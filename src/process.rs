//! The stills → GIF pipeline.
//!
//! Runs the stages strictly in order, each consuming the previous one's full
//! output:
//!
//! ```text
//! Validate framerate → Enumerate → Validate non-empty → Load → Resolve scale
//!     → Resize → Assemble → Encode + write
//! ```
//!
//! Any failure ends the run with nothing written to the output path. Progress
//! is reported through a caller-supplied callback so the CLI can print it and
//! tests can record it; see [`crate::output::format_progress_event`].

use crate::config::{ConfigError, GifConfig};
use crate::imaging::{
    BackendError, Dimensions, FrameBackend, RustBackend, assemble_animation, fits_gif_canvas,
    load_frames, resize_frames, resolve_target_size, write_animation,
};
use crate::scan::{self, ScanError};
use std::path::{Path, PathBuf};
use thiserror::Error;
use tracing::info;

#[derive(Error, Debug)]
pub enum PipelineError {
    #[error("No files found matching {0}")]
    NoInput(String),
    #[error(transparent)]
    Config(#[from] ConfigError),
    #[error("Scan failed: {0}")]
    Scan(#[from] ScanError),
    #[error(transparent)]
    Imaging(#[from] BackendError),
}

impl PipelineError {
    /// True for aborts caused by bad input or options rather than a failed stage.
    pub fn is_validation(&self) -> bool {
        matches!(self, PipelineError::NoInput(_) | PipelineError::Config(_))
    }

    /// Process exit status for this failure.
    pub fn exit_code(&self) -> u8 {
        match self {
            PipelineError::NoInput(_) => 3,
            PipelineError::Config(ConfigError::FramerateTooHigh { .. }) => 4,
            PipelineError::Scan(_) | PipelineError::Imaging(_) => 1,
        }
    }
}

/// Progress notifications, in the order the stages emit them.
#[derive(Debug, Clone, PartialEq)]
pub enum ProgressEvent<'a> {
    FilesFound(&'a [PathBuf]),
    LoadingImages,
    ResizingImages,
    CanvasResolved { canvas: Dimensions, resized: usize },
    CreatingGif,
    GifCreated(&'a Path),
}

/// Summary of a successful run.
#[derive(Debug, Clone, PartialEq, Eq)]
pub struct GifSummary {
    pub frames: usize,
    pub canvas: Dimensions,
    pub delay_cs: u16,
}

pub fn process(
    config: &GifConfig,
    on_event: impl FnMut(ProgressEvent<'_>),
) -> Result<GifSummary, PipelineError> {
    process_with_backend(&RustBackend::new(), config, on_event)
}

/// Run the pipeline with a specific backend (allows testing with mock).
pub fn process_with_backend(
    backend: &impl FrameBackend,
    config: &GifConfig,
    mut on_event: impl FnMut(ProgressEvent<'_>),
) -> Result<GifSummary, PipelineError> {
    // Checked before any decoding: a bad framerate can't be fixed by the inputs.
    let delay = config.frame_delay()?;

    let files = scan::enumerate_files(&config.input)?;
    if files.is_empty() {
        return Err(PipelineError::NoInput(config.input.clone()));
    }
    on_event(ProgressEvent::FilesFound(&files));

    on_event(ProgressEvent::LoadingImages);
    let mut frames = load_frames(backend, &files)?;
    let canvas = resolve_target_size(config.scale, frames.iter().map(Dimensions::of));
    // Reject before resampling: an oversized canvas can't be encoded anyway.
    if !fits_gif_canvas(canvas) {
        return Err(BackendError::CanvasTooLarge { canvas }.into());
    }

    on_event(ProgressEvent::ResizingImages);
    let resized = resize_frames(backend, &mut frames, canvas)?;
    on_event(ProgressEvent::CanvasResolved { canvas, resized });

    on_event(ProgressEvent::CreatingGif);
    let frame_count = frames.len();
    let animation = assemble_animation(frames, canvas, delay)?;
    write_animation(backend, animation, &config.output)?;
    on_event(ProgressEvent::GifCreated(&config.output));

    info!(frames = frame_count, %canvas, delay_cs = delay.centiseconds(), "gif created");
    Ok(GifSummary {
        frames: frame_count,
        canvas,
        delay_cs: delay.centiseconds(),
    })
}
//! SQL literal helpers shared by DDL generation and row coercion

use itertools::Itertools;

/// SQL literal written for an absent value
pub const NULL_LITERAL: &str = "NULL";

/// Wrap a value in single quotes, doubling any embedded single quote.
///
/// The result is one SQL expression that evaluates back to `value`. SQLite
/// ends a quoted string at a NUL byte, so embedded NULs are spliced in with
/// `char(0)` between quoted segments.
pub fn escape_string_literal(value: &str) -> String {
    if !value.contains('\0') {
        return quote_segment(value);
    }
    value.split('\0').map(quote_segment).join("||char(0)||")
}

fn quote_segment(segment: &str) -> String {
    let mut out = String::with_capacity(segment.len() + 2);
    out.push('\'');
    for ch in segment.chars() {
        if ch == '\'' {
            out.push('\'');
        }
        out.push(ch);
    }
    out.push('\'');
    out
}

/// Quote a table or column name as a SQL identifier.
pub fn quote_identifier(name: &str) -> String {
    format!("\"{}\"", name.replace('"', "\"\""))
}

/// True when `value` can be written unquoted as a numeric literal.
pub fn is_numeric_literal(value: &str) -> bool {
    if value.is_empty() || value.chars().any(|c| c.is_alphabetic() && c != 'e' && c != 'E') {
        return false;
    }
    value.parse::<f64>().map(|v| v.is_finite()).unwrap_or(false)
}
- - - - -
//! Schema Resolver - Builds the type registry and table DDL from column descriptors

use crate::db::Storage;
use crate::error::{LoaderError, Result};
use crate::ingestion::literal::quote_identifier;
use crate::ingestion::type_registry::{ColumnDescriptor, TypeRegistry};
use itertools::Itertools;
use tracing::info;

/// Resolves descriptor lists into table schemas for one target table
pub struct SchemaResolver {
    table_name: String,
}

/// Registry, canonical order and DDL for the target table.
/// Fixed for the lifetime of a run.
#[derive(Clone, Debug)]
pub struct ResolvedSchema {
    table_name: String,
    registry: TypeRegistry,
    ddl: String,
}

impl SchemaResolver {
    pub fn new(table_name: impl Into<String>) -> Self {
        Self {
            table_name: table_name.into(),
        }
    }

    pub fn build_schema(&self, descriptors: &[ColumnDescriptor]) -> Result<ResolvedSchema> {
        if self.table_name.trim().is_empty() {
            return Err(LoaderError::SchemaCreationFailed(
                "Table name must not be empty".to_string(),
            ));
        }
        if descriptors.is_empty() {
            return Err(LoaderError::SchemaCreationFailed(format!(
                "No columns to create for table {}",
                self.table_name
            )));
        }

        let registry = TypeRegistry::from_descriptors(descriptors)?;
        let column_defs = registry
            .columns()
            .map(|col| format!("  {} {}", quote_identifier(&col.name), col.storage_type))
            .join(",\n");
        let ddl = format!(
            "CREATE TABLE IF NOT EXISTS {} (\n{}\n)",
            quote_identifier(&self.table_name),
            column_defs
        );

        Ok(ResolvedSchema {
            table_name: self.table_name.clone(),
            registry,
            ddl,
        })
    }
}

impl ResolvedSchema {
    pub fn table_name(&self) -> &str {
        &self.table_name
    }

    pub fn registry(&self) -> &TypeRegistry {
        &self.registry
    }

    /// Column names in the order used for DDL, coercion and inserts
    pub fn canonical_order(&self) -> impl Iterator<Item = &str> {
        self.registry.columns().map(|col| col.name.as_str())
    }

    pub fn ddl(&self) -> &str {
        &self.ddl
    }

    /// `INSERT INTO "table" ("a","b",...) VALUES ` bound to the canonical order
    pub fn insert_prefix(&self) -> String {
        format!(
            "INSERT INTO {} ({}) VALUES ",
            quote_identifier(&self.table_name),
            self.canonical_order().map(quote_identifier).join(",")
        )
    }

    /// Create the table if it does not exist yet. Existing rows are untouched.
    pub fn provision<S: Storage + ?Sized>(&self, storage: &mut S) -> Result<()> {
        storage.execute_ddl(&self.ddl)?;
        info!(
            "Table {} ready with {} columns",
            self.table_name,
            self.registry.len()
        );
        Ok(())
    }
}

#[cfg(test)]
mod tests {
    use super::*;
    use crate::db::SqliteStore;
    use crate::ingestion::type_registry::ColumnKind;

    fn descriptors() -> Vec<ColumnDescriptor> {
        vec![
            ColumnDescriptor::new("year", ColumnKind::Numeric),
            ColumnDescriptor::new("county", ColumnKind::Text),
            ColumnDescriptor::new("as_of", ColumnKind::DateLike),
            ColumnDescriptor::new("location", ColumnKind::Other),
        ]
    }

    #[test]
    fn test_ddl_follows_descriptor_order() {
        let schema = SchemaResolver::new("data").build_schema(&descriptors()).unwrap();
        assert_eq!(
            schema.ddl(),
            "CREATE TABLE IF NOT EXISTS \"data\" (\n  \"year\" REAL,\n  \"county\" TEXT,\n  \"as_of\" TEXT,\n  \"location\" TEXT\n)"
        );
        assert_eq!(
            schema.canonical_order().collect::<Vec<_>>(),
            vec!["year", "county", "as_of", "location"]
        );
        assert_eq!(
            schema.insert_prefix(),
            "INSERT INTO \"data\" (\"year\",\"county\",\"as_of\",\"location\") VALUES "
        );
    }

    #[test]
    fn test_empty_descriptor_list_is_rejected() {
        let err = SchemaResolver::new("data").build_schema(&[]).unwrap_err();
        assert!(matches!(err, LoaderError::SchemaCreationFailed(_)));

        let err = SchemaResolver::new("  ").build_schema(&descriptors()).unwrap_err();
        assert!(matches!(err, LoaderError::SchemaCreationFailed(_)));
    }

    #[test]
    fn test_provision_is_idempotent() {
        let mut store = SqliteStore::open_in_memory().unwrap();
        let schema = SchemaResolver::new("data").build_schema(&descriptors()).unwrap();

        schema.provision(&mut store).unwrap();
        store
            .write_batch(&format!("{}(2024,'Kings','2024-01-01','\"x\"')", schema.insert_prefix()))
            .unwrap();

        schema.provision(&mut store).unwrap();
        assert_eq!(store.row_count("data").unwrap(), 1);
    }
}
- - - - -
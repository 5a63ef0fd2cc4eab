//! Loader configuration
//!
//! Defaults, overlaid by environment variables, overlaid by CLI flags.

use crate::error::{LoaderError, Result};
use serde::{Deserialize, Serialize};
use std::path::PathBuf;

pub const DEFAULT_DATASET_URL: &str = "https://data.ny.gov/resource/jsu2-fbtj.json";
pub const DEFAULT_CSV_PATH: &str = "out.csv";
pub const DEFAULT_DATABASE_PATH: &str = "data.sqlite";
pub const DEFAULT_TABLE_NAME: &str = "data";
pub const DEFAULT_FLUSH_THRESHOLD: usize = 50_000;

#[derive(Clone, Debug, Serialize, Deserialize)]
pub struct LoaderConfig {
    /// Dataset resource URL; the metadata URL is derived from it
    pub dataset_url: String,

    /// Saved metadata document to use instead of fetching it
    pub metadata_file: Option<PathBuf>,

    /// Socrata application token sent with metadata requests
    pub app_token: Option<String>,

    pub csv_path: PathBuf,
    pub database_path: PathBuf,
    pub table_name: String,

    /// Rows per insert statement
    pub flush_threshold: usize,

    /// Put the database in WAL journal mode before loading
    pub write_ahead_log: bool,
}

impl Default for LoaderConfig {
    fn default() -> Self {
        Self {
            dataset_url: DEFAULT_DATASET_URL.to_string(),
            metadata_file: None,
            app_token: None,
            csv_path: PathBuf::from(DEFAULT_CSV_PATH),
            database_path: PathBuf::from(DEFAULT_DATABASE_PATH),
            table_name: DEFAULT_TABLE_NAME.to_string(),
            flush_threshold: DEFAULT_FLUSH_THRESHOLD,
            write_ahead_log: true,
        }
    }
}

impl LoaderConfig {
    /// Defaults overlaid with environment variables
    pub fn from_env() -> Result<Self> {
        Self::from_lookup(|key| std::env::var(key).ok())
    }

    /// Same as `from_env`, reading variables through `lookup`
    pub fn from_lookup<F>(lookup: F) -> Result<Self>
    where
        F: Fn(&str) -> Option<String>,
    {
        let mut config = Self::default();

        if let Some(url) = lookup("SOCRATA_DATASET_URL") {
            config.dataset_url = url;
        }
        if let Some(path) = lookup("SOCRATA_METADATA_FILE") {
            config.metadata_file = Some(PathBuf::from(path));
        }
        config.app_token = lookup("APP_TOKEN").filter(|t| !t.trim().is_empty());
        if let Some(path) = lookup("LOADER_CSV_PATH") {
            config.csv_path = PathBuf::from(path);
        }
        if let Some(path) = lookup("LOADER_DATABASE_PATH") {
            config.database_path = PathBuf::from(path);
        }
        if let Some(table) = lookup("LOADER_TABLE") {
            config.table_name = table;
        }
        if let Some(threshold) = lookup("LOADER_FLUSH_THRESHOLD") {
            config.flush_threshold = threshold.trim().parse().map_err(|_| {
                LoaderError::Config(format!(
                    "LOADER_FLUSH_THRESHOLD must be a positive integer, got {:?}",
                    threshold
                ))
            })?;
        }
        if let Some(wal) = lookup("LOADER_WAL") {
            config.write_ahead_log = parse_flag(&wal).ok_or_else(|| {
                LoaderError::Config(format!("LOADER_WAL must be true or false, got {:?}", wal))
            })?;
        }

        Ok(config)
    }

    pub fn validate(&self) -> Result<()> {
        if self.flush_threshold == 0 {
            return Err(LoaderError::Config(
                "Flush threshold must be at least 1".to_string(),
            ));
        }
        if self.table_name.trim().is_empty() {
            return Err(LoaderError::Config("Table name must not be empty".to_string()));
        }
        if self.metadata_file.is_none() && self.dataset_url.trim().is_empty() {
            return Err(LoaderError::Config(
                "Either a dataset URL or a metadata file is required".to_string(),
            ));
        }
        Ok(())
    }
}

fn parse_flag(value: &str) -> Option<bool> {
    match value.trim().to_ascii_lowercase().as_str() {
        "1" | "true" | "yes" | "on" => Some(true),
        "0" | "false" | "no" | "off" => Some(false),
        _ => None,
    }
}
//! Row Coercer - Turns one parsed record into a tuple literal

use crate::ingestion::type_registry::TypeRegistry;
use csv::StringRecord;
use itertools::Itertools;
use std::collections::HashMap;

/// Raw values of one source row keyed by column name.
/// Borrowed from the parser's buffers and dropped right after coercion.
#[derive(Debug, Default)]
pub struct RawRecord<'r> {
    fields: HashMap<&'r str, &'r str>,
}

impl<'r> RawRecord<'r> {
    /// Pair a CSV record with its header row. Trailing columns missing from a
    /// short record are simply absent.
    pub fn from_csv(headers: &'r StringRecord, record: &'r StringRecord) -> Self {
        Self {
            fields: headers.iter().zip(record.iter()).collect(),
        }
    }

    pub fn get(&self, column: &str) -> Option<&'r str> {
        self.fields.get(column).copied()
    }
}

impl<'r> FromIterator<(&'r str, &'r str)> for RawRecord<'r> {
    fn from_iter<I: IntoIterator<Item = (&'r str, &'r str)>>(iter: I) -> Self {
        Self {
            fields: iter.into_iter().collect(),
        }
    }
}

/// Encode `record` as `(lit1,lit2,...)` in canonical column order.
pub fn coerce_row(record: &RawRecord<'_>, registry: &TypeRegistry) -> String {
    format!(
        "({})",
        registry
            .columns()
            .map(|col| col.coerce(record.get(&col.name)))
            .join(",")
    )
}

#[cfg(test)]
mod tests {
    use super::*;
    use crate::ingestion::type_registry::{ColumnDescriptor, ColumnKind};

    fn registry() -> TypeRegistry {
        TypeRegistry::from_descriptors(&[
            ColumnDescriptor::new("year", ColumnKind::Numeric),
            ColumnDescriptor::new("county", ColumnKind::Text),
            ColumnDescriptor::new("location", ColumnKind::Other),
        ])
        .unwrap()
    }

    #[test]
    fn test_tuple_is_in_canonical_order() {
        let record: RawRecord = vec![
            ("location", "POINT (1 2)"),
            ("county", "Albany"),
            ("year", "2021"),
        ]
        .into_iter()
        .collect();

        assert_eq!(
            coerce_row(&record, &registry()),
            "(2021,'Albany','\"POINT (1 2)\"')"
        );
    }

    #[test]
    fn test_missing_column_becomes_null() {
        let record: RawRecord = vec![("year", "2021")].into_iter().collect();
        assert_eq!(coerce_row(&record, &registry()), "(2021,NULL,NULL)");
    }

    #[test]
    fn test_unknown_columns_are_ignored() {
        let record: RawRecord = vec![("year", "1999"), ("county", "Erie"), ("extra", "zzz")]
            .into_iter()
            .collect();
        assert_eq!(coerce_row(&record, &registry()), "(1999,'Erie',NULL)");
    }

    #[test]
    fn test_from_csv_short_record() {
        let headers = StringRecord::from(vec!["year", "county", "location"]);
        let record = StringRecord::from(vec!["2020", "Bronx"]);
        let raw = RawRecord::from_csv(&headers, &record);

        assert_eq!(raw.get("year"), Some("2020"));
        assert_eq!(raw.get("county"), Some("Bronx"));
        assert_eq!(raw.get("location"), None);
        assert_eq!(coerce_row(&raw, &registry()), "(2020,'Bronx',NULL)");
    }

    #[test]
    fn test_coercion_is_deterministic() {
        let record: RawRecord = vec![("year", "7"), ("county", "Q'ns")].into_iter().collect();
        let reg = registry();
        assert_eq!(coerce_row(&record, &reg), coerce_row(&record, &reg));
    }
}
- - - - -
Within the listing, count the lines that contain the word "Bronx", and give the count by itself.

### [Output for this exercise]
3